Thing is, I’m not wrong.  I’ve accepted it.  I’ve moved past it.

It’s not easy though.  It feels like other people have this thing, and I have to watch.  I’ve never really had many friends.  I got pulled out of school after third grade.  That’s a fun story.  When I was in second grade, the week before summer vacation, I had a seizure in the middle of an oral report about my favorite book ("Encyclopedia Brown and the Case of the Mysterious Handprints." Seriously, I remember that.)  In front of the whole class, I fell over, breaking Julie Dent’s diorama of some book about a vampire rabbit, and hit the ground shaking.  According to the teacher I was babbling some shit about god knows what, and when I woke up, I had wet my pants. 

They took me to the hospital, checked me out, and said I was fine.  They couldn’t explain it.  And when I got back to school, my name had been changed to Emily Pisser. 

So, summer vacation started right after that, and then it was over in what seemed like a blink of an eye.  I told my mom I didn’t want to go back to school, because the kids would make fun of me.  She said they’d all have forgotten it by this point.

Kids have long memories.

Day one it was "Hello Pisser!"  Someone would spill something on themselves and say "Hey look, I’m Emily!"  Kids would fall down and shake around by me, and then laugh.  I went through it for all of third grade before my mom let me be home schooled.

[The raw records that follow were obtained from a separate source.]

//! Per-ecosystem backends
//!
//! An [`EcosystemBackend`] bundles what the orchestrator needs for one
//! package manager: which files to fetch, how to parse them, how to check a
//! dependency for updates and how to rewrite the files. [`BackendRegistry`]
//! maps ecosystem identifiers to backends; identifiers without one are
//! reported as unsupported.

use crate::domain::{
    Credentials, Dependency, DependencyFile, Ecosystem, FetchedFiles, FileLayout,
    UpdatedDependency,
};
use crate::error::{ManifestError, RewriteError};
use crate::manifest::{self, read_lockfile, LockfileSnapshot, ManifestParser};
use crate::registry::{create_adapter, HttpClient, RegistryAdapter};
use crate::rewrite::{manifest_updater, FileUpdater, LockfileRegenerator, ManifestFileUpdater};
use crate::update::{RegistryUpdateChecker, UpdateChecker, UpdateFilter};
use async_trait::async_trait;
use std::sync::Arc;

/// Everything needed to update one ecosystem
#[async_trait]
pub trait EcosystemBackend: Send + Sync {
    fn ecosystem(&self) -> Ecosystem;

    /// Files to fetch from the source directory
    fn layout(&self) -> FileLayout;

    /// Parse the fetched files into dependencies, with resolved versions filled in
    fn parse(&self, files: &FetchedFiles) -> Result<Vec<Dependency>, ManifestError>;

    /// Build the update checker for one dependency
    ///
    /// `dependencies` is the full parse result, used to find the
    /// requirements of dependents.
    fn checker(
        &self,
        dependency: &Dependency,
        dependencies: &[Dependency],
        files: &FetchedFiles,
        credentials: &Credentials,
        filter: &UpdateFilter,
    ) -> Result<Box<dyn UpdateChecker>, ManifestError>;

    /// Rewrite the files for a set of updates
    async fn updated_files(
        &self,
        updates: &[UpdatedDependency],
        files: &FetchedFiles,
    ) -> Result<Vec<DependencyFile>, RewriteError>;
}

/// Manifest and lockfile names per ecosystem
pub fn file_layout(ecosystem: Ecosystem) -> Option<FileLayout> {
    let (manifest, optional): (&'static str, &'static [&'static str]) = match ecosystem {
        Ecosystem::NpmAndYarn => ("package.json", &["package-lock.json"]),
        Ecosystem::Cargo => ("Cargo.toml", &["Cargo.lock"]),
        Ecosystem::Pip => ("pyproject.toml", &["uv.lock", "poetry.lock"]),
        Ecosystem::GoModules => ("go.mod", &["go.sum"]),
        Ecosystem::Bundler => ("Gemfile", &["Gemfile.lock"]),
        Ecosystem::Composer => ("composer.json", &["composer.lock"]),
        _ => return None,
    };
    Some(FileLayout { manifest, optional })
}

/// Backend built from a manifest parser, a registry adapter and a file updater
pub struct StandardBackend {
    parser: Box<dyn ManifestParser>,
    layout: FileLayout,
    registry: Arc<dyn RegistryAdapter>,
    updater: ManifestFileUpdater,
}

impl StandardBackend {
    /// Create the backend for an ecosystem, if it has one
    pub fn new(
        ecosystem: Ecosystem,
        client: HttpClient,
        regenerator: Arc<dyn LockfileRegenerator>,
    ) -> Option<Self> {
        let registry: Arc<dyn RegistryAdapter> = Arc::from(create_adapter(ecosystem, client)?);
        Self::with_registry(ecosystem, registry, regenerator)
    }

    /// Create the backend around a given registry adapter
    pub fn with_registry(
        ecosystem: Ecosystem,
        registry: Arc<dyn RegistryAdapter>,
        regenerator: Arc<dyn LockfileRegenerator>,
    ) -> Option<Self> {
        let layout = file_layout(ecosystem)?;
        Some(Self {
            parser: manifest::get_parser(ecosystem)?,
            layout,
            registry,
            updater: manifest_updater(ecosystem, layout, regenerator)?,
        })
    }

    fn lockfile(&self, files: &FetchedFiles) -> Result<LockfileSnapshot, ManifestError> {
        match files.first_of(self.layout.optional) {
            Some(file) => read_lockfile(self.ecosystem(), file),
            None => Ok(LockfileSnapshot::empty(self.ecosystem())),
        }
    }
}

#[async_trait]
impl EcosystemBackend for StandardBackend {
    fn ecosystem(&self) -> Ecosystem {
        self.parser.ecosystem()
    }

    fn layout(&self) -> FileLayout {
        self.layout
    }

    fn parse(&self, files: &FetchedFiles) -> Result<Vec<Dependency>, ManifestError> {
        let manifest = files
            .get(self.layout.manifest)
            .ok_or_else(|| ManifestError::not_found(self.layout.manifest))?;
        let mut dependencies = self.parser.parse(&manifest.content)?;
        let lockfile = self.lockfile(files)?;

        for dep in dependencies.iter_mut().filter(|d| d.version.is_none()) {
            if let Some(version) = lockfile.version_of(&dep.name) {
                dep.version = Some(version.to_string());
            }
        }

        for package in lockfile.packages() {
            if !dependencies.iter().any(|d| d.name == package.name) {
                dependencies.push(Dependency::transitive(
                    package.name.clone(),
                    package.version.clone(),
                    self.ecosystem(),
                ));
            }
        }

        tracing::debug!(
            ecosystem = %self.ecosystem(),
            count = dependencies.len(),
            "parsed dependencies"
        );

        Ok(dependencies)
    }

    fn checker(
        &self,
        dependency: &Dependency,
        dependencies: &[Dependency],
        files: &FetchedFiles,
        credentials: &Credentials,
        filter: &UpdateFilter,
    ) -> Result<Box<dyn UpdateChecker>, ManifestError> {
        let declared = dependencies.iter().filter(|d| d.top_level).cloned().collect();
        Ok(Box::new(RegistryUpdateChecker::new(
            dependency.clone(),
            declared,
            self.lockfile(files)?,
            Arc::clone(&self.registry),
            credentials.clone(),
            filter.clone(),
        )))
    }

    async fn updated_files(
        &self,
        updates: &[UpdatedDependency],
        files: &FetchedFiles,
    ) -> Result<Vec<DependencyFile>, RewriteError> {
        self.updater.updated_files(updates, files).await
    }
}

/// Maps ecosystems to their backends
#[derive(Default)]
pub struct BackendRegistry {
    backends: Vec<Arc<dyn EcosystemBackend>>,
}

impl BackendRegistry {
    pub fn empty() -> Self {
        Self::default()
    }

    /// Backends for every ecosystem this tool supports
    pub fn standard(client: HttpClient, regenerator: Arc<dyn LockfileRegenerator>) -> Self {
        let backends = Ecosystem::all()
            .iter()
            .filter_map(|&eco| StandardBackend::new(eco, client.clone(), Arc::clone(&regenerator)))
            .map(|backend| Arc::new(backend) as Arc<dyn EcosystemBackend>)
            .collect();
        Self { backends }
    }

    /// Add or replace the backend for its ecosystem (builder pattern)
    pub fn with(mut self, backend: Arc<dyn EcosystemBackend>) -> Self {
        self.backends.retain(|b| b.ecosystem() != backend.ecosystem());
        self.backends.push(backend);
        self
    }

    pub fn get(&self, ecosystem: Ecosystem) -> Option<Arc<dyn EcosystemBackend>> {
        self.backends
            .iter()
            .find(|b| b.ecosystem() == ecosystem)
            .cloned()
    }
}

#[cfg(test)]
mod tests {
    use super::*;
    use crate::error::RegistryError;
    use crate::rewrite::SystemLockfileRegenerator;
    use crate::update::VersionInfo;

    struct NoRegistry(Ecosystem);

    #[async_trait]
    impl RegistryAdapter for NoRegistry {
        fn ecosystem(&self) -> Ecosystem {
            self.0
        }

        async fn fetch_versions(
            &self,
            package: &str,
            _credentials: &Credentials,
        ) -> Result<Vec<VersionInfo>, RegistryError> {
            Err(RegistryError::package_not_found(package, "test"))
        }
    }

    fn backend(ecosystem: Ecosystem) -> StandardBackend {
        StandardBackend::with_registry(
            ecosystem,
            Arc::new(NoRegistry(ecosystem)),
            Arc::new(SystemLockfileRegenerator::new()),
        )
        .unwrap()
    }

    #[test]
    fn test_layouts() {
        assert_eq!(file_layout(Ecosystem::Cargo).unwrap().manifest, "Cargo.toml");
        assert_eq!(
            file_layout(Ecosystem::Pip).unwrap().optional,
            &["uv.lock", "poetry.lock"]
        );
        assert!(file_layout(Ecosystem::Docker).is_none());
    }

    #[test]
    fn test_standard_registry() {
        let registry = BackendRegistry::standard(
            HttpClient::new().unwrap(),
            Arc::new(SystemLockfileRegenerator::new()),
        );
        for eco in [
            Ecosystem::NpmAndYarn,
            Ecosystem::Cargo,
            Ecosystem::Pip,
            Ecosystem::GoModules,
            Ecosystem::Bundler,
            Ecosystem::Composer,
        ] {
            assert_eq!(registry.get(eco).unwrap().ecosystem(), eco);
        }
        assert!(registry.get(Ecosystem::Docker).is_none());
        assert!(registry.get(Ecosystem::Maven).is_none());
    }

    #[test]
    fn test_with_replaces_backend() {
        let registry = BackendRegistry::empty()
            .with(Arc::new(backend(Ecosystem::Cargo)))
            .with(Arc::new(backend(Ecosystem::Cargo)));
        assert_eq!(registry.backends.len(), 1);
    }

    #[test]
    fn test_parse_fills_versions_from_lockfile() {
        let files = FetchedFiles::new(
            vec![
                DependencyFile::new(
                    "Cargo.toml",
                    "[package]\nname = \"app\"\nversion = \"0.1.0\"\n\n[dependencies]\nserde = \"1.0\"\n",
                ),
                DependencyFile::new(
                    "Cargo.lock",
                    "version = 3\n\n[[package]]\nname = \"serde\"\nversion = \"1.0.190\"\n\n[[package]]\nname = \"serde_derive\"\nversion = \"1.0.190\"\n",
                ),
            ],
            "abc",
        );

        let deps = backend(Ecosystem::Cargo).parse(&files).unwrap();
        let serde = deps.iter().find(|d| d.name == "serde").unwrap();
        assert!(serde.top_level);
        assert_eq!(serde.version.as_deref(), Some("1.0.190"));

        let derive = deps.iter().find(|d| d.name == "serde_derive").unwrap();
        assert!(!derive.top_level);
    }

    #[test]
    fn test_parse_requires_manifest() {
        let files = FetchedFiles::new(Vec::new(), "abc");
        assert!(matches!(
            backend(Ecosystem::NpmAndYarn).parse(&files),
            Err(ManifestError::NotFound { .. })
        ));
    }
}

She wasn’t happy.  She raised hell with the principal, the school board, the PTA, everyone.  Mom had my back. 

So really, I haven’t had a lot of friends.  I’ve been alone most of my life.  I’m mostly okay with it. 

Sometimes though... It would be nice to hug someone, ya know?

-Em

Entry #13: September 9, 2013

 This isn’t working.  This is a waste of time.  All of it.  This blog, the meds, therapy all of it.  I feel like I’m just postponing the inevitable.  This is going to kill me.  

FROM THE BLOG DIARY OF EMILY HUNTER

Entry #9: August 10, 2013

In an effort to continue this mental purging, I’m going to write my entry today instead of next week.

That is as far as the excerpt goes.